Un juge déclare que les expulsions vers des « pays tiers » de l’ICE sont inconstitutionnelles

Un juge fédéral a statué mercredi qu’une politique utilisée par l’Immigration and Customs Enforcement (ICE) pour expulser des immigrants sans papiers vivant aux États-Unis vers des pays dont ils ne sont pas citoyens constitue un déni inconstitutionnel de leurs droits à une procédure régulière.

Les soi-disant « expulsions vers des pays tiers » ont été adoptées comme politique officielle de l’ICE dans un mémo l’année dernière, permettant que de telles expulsions aient lieu avec un préavis d’à peine six heures.

Le juge de district américain Brian E. Murphy, basé à Boston, a estimé que la note ne donnait pas suffisamment de temps aux migrants pour contester les actions de l’agence.

« Cette nouvelle politique – qui prétend remplacer les protections imposées par le Congrès – ne parvient pas à satisfaire à une procédure régulière pour diverses raisons », a écrit Murphy dans son ordonnance.

Le gouvernement, en défendant cette politique, avait fait valoir qu’il fournissait des « assurances » aux migrants qu’ils ne seraient pas persécutés ni menacés dans les pays tiers vers lesquels ils étaient expulsés.
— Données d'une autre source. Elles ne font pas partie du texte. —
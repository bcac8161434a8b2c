use crate::error::{PathGrabError, Result};
use std::str::FromStr;

/// A bound on how many paths a template expansion must produce.
///
/// Accepted forms: `==n` (or `=n`, `n`), `>=n`, `<=n`, `>n`, `<n`, and
/// intervals `[a,b]`, `[a,b[`, `]a,b]`, `]a,b[` where `b` may be `inf`.
#[derive(Debug, Clone, PartialEq, Eq)]
pub struct Cardinality {
    expr: String,
    min: usize,
    max: Option<usize>,
}

impl Cardinality {
    pub fn any() -> Self {
        Cardinality {
            expr: ">=0".into(),
            min: 0,
            max: None,
        }
    }

    pub fn exactly(n: usize) -> Self {
        Cardinality {
            expr: format!("=={n}"),
            min: n,
            max: Some(n),
        }
    }

    pub fn contains(&self, count: usize) -> bool {
        count >= self.min && self.max.map_or(true, |max| count <= max)
    }

    /// Check a produced count, naming the expected and actual counts on failure.
    pub fn check(&self, count: usize) -> Result<()> {
        if self.contains(count) {
            Ok(())
        } else {
            Err(PathGrabError::Cardinality {
                expected: self.expr.clone(),
                actual: count,
            })
        }
    }

    pub fn as_str(&self) -> &str {
        &self.expr
    }
}

impl Default for Cardinality {
    fn default() -> Self {
        Self::any()
    }
}

impl std::fmt::Display for Cardinality {
    fn fmt(&self, f: &mut std::fmt::Formatter<'_>) -> std::fmt::Result {
        f.write_str(&self.expr)
    }
}

fn invalid(expr: &str) -> PathGrabError {
    PathGrabError::Configuration(format!("Invalid cardinality expression '{expr}'"))
}

fn parse_count(text: &str, expr: &str) -> Result<usize> {
    text.trim().parse().map_err(|_| invalid(expr))
}

fn successor(n: usize, expr: &str) -> Result<usize> {
    n.checked_add(1).ok_or_else(|| invalid(expr))
}

impl FromStr for Cardinality {
    type Err = PathGrabError;

    fn from_str(s: &str) -> Result<Self> {
        let expr = s.trim();
        let (min, max) = if let Some(n) = expr.strip_prefix("==") {
            let n = parse_count(n, expr)?;
            (n, Some(n))
        } else if let Some(n) = expr.strip_prefix(">=") {
            (parse_count(n, expr)?, None)
        } else if let Some(n) = expr.strip_prefix("<=") {
            (0, Some(parse_count(n, expr)?))
        } else if let Some(n) = expr.strip_prefix('>') {
            (successor(parse_count(n, expr)?, expr)?, None)
        } else if let Some(n) = expr.strip_prefix('<') {
            let n = parse_count(n, expr)?;
            if n == 0 {
                return Err(invalid(expr));
            }
            (0, Some(n - 1))
        } else if let Some(n) = expr.strip_prefix('=') {
            let n = parse_count(n, expr)?;
            (n, Some(n))
        } else if expr.starts_with('[') || expr.starts_with(']') {
            parse_interval(expr)?
        } else {
            let n = parse_count(expr, expr)?;
            (n, Some(n))
        };

        if let Some(max) = max {
            if max < min {
                return Err(invalid(expr));
            }
        }

        Ok(Cardinality {
            expr: expr.to_string(),
            min,
            max,
        })
    }
}

fn parse_interval(expr: &str) -> Result<(usize, Option<usize>)> {
    if expr.len() < 2 {
        return Err(invalid(expr));
    }
    let open_left = expr.starts_with(']');
    let open_right = expr.ends_with('[');
    if !open_right && !expr.ends_with(']') {
        return Err(invalid(expr));
    }
    let inner = &expr[1..expr.len() - 1];
    let (lo, hi) = inner.split_once(',').ok_or_else(|| invalid(expr))?;

    let lo = parse_count(lo, expr)?;
    let min = if open_left { successor(lo, expr)? } else { lo };

    let hi = hi.trim();
    let max = if hi.is_empty() || hi == "inf" {
        None
    } else {
        let hi = parse_count(hi, expr)?;
        if open_right {
            if hi == 0 {
                return Err(invalid(expr));
            }
            Some(hi - 1)
        } else {
            Some(hi)
        }
    };
    Ok((min, max))
}

#[cfg(test)]
mod tests {
    use super::*;

    fn card(s: &str) -> Cardinality {
        s.parse().unwrap()
    }

    #[test]
    fn test_comparison_forms() {
        assert!(card("==2").contains(2));
        assert!(!card("==2").contains(1));
        assert!(card(">=1").contains(5));
        assert!(!card(">=1").contains(0));
        assert!(card("<=1").contains(0));
        assert!(!card("<=1").contains(2));
        assert!(card(">1").contains(2));
        assert!(!card(">1").contains(1));
        assert!(card("<2").contains(1));
        assert!(!card("<2").contains(2));
        assert!(card("3").contains(3));
        assert!(card("=3").contains(3));
    }

    #[test]
    fn test_interval_forms() {
        assert!(card("[1,3]").contains(1));
        assert!(card("[1,3]").contains(3));
        assert!(!card("[1,3[").contains(3));
        assert!(!card("]1,3]").contains(1));
        assert!(card("]1,3[").contains(2));
        assert!(card("[2,inf]").contains(1000));
        assert!(!card("[2,]").contains(1));
    }

    #[test]
    fn test_invalid_expressions() {
        let huge = usize::MAX.to_string();
        let open_huge = format!("]{huge},inf]");
        let above_huge = format!(">{huge}");
        for expr in [
            "",
            "~2",
            "[3,1]",
            "<0",
            "[1,2",
            "==x",
            "]0,1[",
            above_huge.as_str(),
            open_huge.as_str(),
        ] {
            let err = expr.parse::<Cardinality>().unwrap_err();
            assert!(err.is_configuration(), "{expr} should be rejected");
        }
    }

    #[test]
    fn test_check_reports_expected_and_actual() {
        let err = card("==1").check(2).unwrap_err();
        match err {
            PathGrabError::Cardinality { expected, actual } => {
                assert_eq!(expected, "==1");
                assert_eq!(actual, 2);
            }
            other => panic!("unexpected error {other:?}"),
        }
        assert!(Cardinality::default().check(0).is_ok());
    }
}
Murphy a rejeté cette prémisse, notant que « personne ne sait vraiment rien de ces prétendues « assurances » ».

« Ce n’est pas bien, et ce n’est pas légal (d’envoyer des gens dans un) pays inconnu et potentiellement dangereux » sans leur accorder aucun recours légal, a déclaré Murphy, ajoutant :

Ce sont nos lois, et c’est avec une profonde gratitude pour l’incroyable chance d’être né aux États-Unis d’Amérique que cette Cour les affirme ainsi que le principe fondamental de notre nation : qu’aucune « personne » dans ce pays ne peut être « privée de la vie, de la liberté ou de la propriété, sans une procédure légale régulière ».

Murphy a également réprimandé l’administration Trump pour avoir désobéi aux précédentes ordonnances temporaires qu’il avait émises, notant que les responsables avaient « violé ou tenté de violer à plusieurs reprises » ses directives.

Dans une déclaration à Le New York Timesun porte-parole du ministère de la Justice a affirmé que « le tribunal de district continue d’ignorer une loi claire ». L’administration Trump devrait faire appel de la décision, ce que Murphy avait anticipé, en suspendant sa décision pendant 15 jours.

Trina Realmuto, directrice exécutive de la National Immigration Litigation Alliance, qui représentait les migrants dans cette affaire, a salué la décision de Murphy.

« Dans le cadre de la politique du gouvernement, des personnes ont été renvoyées de force vers des pays où les juges américains de l’immigration ont estimé qu’elles seraient persécutées ou torturées », a souligné Realmuto, ajoutant que la décision de Murphy « est une déclaration ferme du tribunal selon laquelle l’administration a violé la loi ».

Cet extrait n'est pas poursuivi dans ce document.